▶ _EXERCISE DIRECTIONS_: Restate all of the entries exactly, each line as it stands.

▶ _DATA_:

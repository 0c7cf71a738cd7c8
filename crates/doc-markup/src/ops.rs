//! Write operations in the remote document service's request shape.
//!
//! Each [`Operation`] serializes to one entry of a `batchUpdate` request
//! list, e.g. `{"insertText": {"location": {"index": 1}, "text": "..."}}`.

use serde::{Deserialize, Serialize};

/// Text style fields that can be cleared or set on a range.
pub const TEXT_STYLE_FIELDS: &str = "bold,italic,underline,strikethrough,link";

pub const NORMAL_TEXT: &str = "NORMAL_TEXT";

#[derive(Debug, Clone, PartialEq, Eq, Serialize, Deserialize)]
#[serde(rename_all = "camelCase")]
pub struct Location {
    pub index: usize,
    #[serde(default, skip_serializing_if = "Option::is_none")]
    pub tab_id: Option<String>,
}

/// Half-open `[start_index, end_index)` range, in UTF-16 units.
#[derive(Debug, Clone, PartialEq, Eq, Serialize, Deserialize)]
#[serde(rename_all = "camelCase")]
pub struct Range {
    pub start_index: usize,
    pub end_index: usize,
    #[serde(default, skip_serializing_if = "Option::is_none")]
    pub tab_id: Option<String>,
}

impl Range {
    pub fn new(start_index: usize, end_index: usize, tab_id: Option<&str>) -> Self {
        Self {
            start_index,
            end_index,
            tab_id: tab_id.map(str::to_string),
        }
    }
}

#[derive(Debug, Clone, PartialEq, Eq, Serialize, Deserialize)]
pub struct InsertText {
    pub location: Location,
    pub text: String,
}

#[derive(Debug, Clone, PartialEq, Eq, Serialize, Deserialize)]
pub struct DeleteContentRange {
    pub range: Range,
}

#[derive(Debug, Clone, PartialEq, Eq, Serialize, Deserialize)]
pub struct Link {
    pub url: String,
}

/// Text style values. Fields listed in the operation's `fields` mask but
/// absent here are reset to their defaults.
#[derive(Debug, Clone, Default, PartialEq, Eq, Serialize, Deserialize)]
pub struct TextStyleFields {
    #[serde(default, skip_serializing_if = "Option::is_none")]
    pub bold: Option<bool>,
    #[serde(default, skip_serializing_if = "Option::is_none")]
    pub italic: Option<bool>,
    #[serde(default, skip_serializing_if = "Option::is_none")]
    pub underline: Option<bool>,
    #[serde(default, skip_serializing_if = "Option::is_none")]
    pub strikethrough: Option<bool>,
    #[serde(default, skip_serializing_if = "Option::is_none")]
    pub link: Option<Link>,
}

#[derive(Debug, Clone, PartialEq, Eq, Serialize, Deserialize)]
#[serde(rename_all = "camelCase")]
pub struct UpdateTextStyle {
    pub range: Range,
    pub text_style: TextStyleFields,
    /// Comma-separated field mask
    pub fields: String,
}

#[derive(Debug, Clone, PartialEq, Eq, Serialize, Deserialize)]
#[serde(rename_all = "camelCase")]
pub struct ParagraphStyleFields {
    pub named_style_type: String,
}

#[derive(Debug, Clone, PartialEq, Eq, Serialize, Deserialize)]
#[serde(rename_all = "camelCase")]
pub struct UpdateParagraphStyle {
    pub range: Range,
    pub paragraph_style: ParagraphStyleFields,
    pub fields: String,
}

/// One entry of an atomic batch.
#[derive(Debug, Clone, PartialEq, Eq, Serialize, Deserialize)]
#[serde(rename_all = "camelCase")]
pub enum Operation {
    InsertText(InsertText),
    DeleteContentRange(DeleteContentRange),
    UpdateTextStyle(UpdateTextStyle),
    UpdateParagraphStyle(UpdateParagraphStyle),
}

impl Operation {
    pub fn insert_text(index: usize, text: impl Into<String>, tab_id: Option<&str>) -> Self {
        Operation::InsertText(InsertText {
            location: Location {
                index,
                tab_id: tab_id.map(str::to_string),
            },
            text: text.into(),
        })
    }

    pub fn delete_range(range: Range) -> Self {
        Operation::DeleteContentRange(DeleteContentRange { range })
    }

    /// Reset every supported text style field over `range`.
    pub fn clear_text_style(range: Range) -> Self {
        Operation::UpdateTextStyle(UpdateTextStyle {
            range,
            text_style: TextStyleFields::default(),
            fields: TEXT_STYLE_FIELDS.to_string(),
        })
    }

    pub fn named_paragraph_style(range: Range, named_style_type: impl Into<String>) -> Self {
        Operation::UpdateParagraphStyle(UpdateParagraphStyle {
            range,
            paragraph_style: ParagraphStyleFields {
                named_style_type: named_style_type.into(),
            },
            fields: "namedStyleType".to_string(),
        })
    }

    /// The range this operation touches, if it is range-based.
    pub fn range(&self) -> Option<&Range> {
        match self {
            Operation::InsertText(_) => None,
            Operation::DeleteContentRange(op) => Some(&op.range),
            Operation::UpdateTextStyle(op) => Some(&op.range),
            Operation::UpdateParagraphStyle(op) => Some(&op.range),
        }
    }
}

#[cfg(test)]
mod tests {
    use super::*;
    use serde_json::json;

    #[test]
    fn test_insert_text_wire_shape() {
        let op = Operation::insert_text(1, "Hello\n", None);
        assert_eq!(
            serde_json::to_value(&op).unwrap(),
            json!({"insertText": {"location": {"index": 1}, "text": "Hello\n"}})
        );
    }

    #[test]
    fn test_tab_id_is_serialized_when_present() {
        let op = Operation::delete_range(Range::new(1, 10, Some("t.1")));
        assert_eq!(
            serde_json::to_value(&op).unwrap(),
            json!({"deleteContentRange": {"range": {"startIndex": 1, "endIndex": 10, "tabId": "t.1"}}})
        );
    }

    #[test]
    fn test_clear_text_style_wire_shape() {
        let op = Operation::clear_text_style(Range::new(1, 4, None));
        assert_eq!(
            serde_json::to_value(&op).unwrap(),
            json!({"updateTextStyle": {
                "range": {"startIndex": 1, "endIndex": 4},
                "textStyle": {},
                "fields": "bold,italic,underline,strikethrough,link"
            }})
        );
    }

    #[test]
    fn test_paragraph_style_wire_shape() {
        let op = Operation::named_paragraph_style(Range::new(1, 7, None), "HEADING_2");
        assert_eq!(
            serde_json::to_value(&op).unwrap(),
            json!({"updateParagraphStyle": {
                "range": {"startIndex": 1, "endIndex": 7},
                "paragraphStyle": {"namedStyleType": "HEADING_2"},
                "fields": "namedStyleType"
            }})
        );
    }
}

▶ _SOLUTION_:
repository 0c7cf71a738cd7c8
filename crates/doc-markup/src/ops.rs
//! Write operations in the remote document service's request shape.
//!
//! Each [`Operation`] serializes to one entry of a `batchUpdate` request
//! list, e.g. `{"insertText": {"location": {"index": 1}, "text": "..."}}`.

use serde::{Deserialize, Serialize};

/// Text style fields that can be cleared or set on a range.
pub const TEXT_STYLE_FIELDS: &str = "bold,italic,underline,strikethrough,link";

pub const NORMAL_TEXT: &str = "NORMAL_TEXT";

#[derive(Debug, Clone, PartialEq, Eq, Serialize, Deserialize)]
#[serde(rename_all = "camelCase")]
pub struct Location {
    pub index: usize,
    #[serde(default, skip_serializing_if = "Option::is_none")]
    pub tab_id: Option<String>,
}

/// Half-open `[start_index, end_index)` range, in UTF-16 units.
#[derive(Debug, Clone, PartialEq, Eq, Serialize, Deserialize)]
#[serde(rename_all = "camelCase")]
pub struct Range {
    pub start_index: usize,
    pub end_index: usize,
    #[serde(default, skip_serializing_if = "Option::is_none")]
    pub tab_id: Option<String>,
}

impl Range {
    pub fn new(start_index: usize, end_index: usize, tab_id: Option<&str>) -> Self {
        Self {
            start_index,
            end_index,
            tab_id: tab_id.map(str::to_string),
        }
    }
}

#[derive(Debug, Clone, PartialEq, Eq, Serialize, Deserialize)]
pub struct InsertText {
    pub location: Location,
    pub text: String,
}

#[derive(Debug, Clone, PartialEq, Eq, Serialize, Deserialize)]
pub struct DeleteContentRange {
    pub range: Range,
}

#[derive(Debug, Clone, PartialEq, Eq, Serialize, Deserialize)]
pub struct Link {
    pub url: String,
}

/// Text style values. Fields listed in the operation's `fields` mask but
/// absent here are reset to their defaults.
#[derive(Debug, Clone, Default, PartialEq, Eq, Serialize, Deserialize)]
pub struct TextStyleFields {
    #[serde(default, skip_serializing_if = "Option::is_none")]
    pub bold: Option<bool>,
    #[serde(default, skip_serializing_if = "Option::is_none")]
    pub italic: Option<bool>,
    #[serde(default, skip_serializing_if = "Option::is_none")]
    pub underline: Option<bool>,
    #[serde(default, skip_serializing_if = "Option::is_none")]
    pub strikethrough: Option<bool>,
    #[serde(default, skip_serializing_if = "Option::is_none")]
    pub link: Option<Link>,
}

#[derive(Debug, Clone, PartialEq, Eq, Serialize, Deserialize)]
#[serde(rename_all = "camelCase")]
pub struct UpdateTextStyle {
    pub range: Range,
    pub text_style: TextStyleFields,
    /// Comma-separated field mask
    pub fields: String,
}

#[derive(Debug, Clone, PartialEq, Eq, Serialize, Deserialize)]
#[serde(rename_all = "camelCase")]
pub struct ParagraphStyleFields {
    pub named_style_type: String,
}

#[derive(Debug, Clone, PartialEq, Eq, Serialize, Deserialize)]
#[serde(rename_all = "camelCase")]
pub struct UpdateParagraphStyle {
    pub range: Range,
    pub paragraph_style: ParagraphStyleFields,
    pub fields: String,
}

/// One entry of an atomic batch.
#[derive(Debug, Clone, PartialEq, Eq, Serialize, Deserialize)]
#[serde(rename_all = "camelCase")]
pub enum Operation {
    InsertText(InsertText),
    DeleteContentRange(DeleteContentRange),
    UpdateTextStyle(UpdateTextStyle),
    UpdateParagraphStyle(UpdateParagraphStyle),
}

impl Operation {
    pub fn insert_text(index: usize, text: impl Into<String>, tab_id: Option<&str>) -> Self {
        Operation::InsertText(InsertText {
            location: Location {
                index,
                tab_id: tab_id.map(str::to_string),
            },
            text: text.into(),
        })
    }

    pub fn delete_range(range: Range) -> Self {
        Operation::DeleteContentRange(DeleteContentRange { range })
    }

    /// Reset every supported text style field over `range`.
    pub fn clear_text_style(range: Range) -> Self {
        Operation::UpdateTextStyle(UpdateTextStyle {
            range,
            text_style: TextStyleFields::default(),
            fields: TEXT_STYLE_FIELDS.to_string(),
        })
    }

    pub fn named_paragraph_style(range: Range, named_style_type: impl Into<String>) -> Self {
        Operation::UpdateParagraphStyle(UpdateParagraphStyle {
            range,
            paragraph_style: ParagraphStyleFields {
                named_style_type: named_style_type.into(),
            },
            fields: "namedStyleType".to_string(),
        })
    }

    /// The range this operation touches, if it is range-based.
    pub fn range(&self) -> Option<&Range> {
        match self {
            Operation::InsertText(_) => None,
            Operation::DeleteContentRange(op) => Some(&op.range),
            Operation::UpdateTextStyle(op) => Some(&op.range),
            Operation::UpdateParagraphStyle(op) => Some(&op.range),
        }
    }
}

#[cfg(test)]
mod tests {
    use super::*;
    use serde_json::json;

    #[test]
    fn test_insert_text_wire_shape() {
        let op = Operation::insert_text(1, "Hello\n", None);
        assert_eq!(
            serde_json::to_value(&op).unwrap(),
            json!({"insertText": {"location": {"index": 1}, "text": "Hello\n"}})
        );
    }

    #[test]
    fn test_tab_id_is_serialized_when_present() {
        let op = Operation::delete_range(Range::new(1, 10, Some("t.1")));
        assert_eq!(
            serde_json::to_value(&op).unwrap(),
            json!({"deleteContentRange": {"range": {"startIndex": 1, "endIndex": 10, "tabId": "t.1"}}})
        );
    }

    #[test]
    fn test_clear_text_style_wire_shape() {
        let op = Operation::clear_text_style(Range::new(1, 4, None));
        assert_eq!(
            serde_json::to_value(&op).unwrap(),
            json!({"updateTextStyle": {
                "range": {"startIndex": 1, "endIndex": 4},
                "textStyle": {},
                "fields": "bold,italic,underline,strikethrough,link"
            }})
        );
    }

    #[test]
    fn test_paragraph_style_wire_shape() {
        let op = Operation::named_paragraph_style(Range::new(1, 7, None), "HEADING_2");
        assert_eq!(
            serde_json::to_value(&op).unwrap(),
            json!({"updateParagraphStyle": {
                "range": {"startIndex": 1, "endIndex": 7},
                "paragraphStyle": {"namedStyleType": "HEADING_2"},
                "fields": "namedStyleType"
            }})
        );
    }
}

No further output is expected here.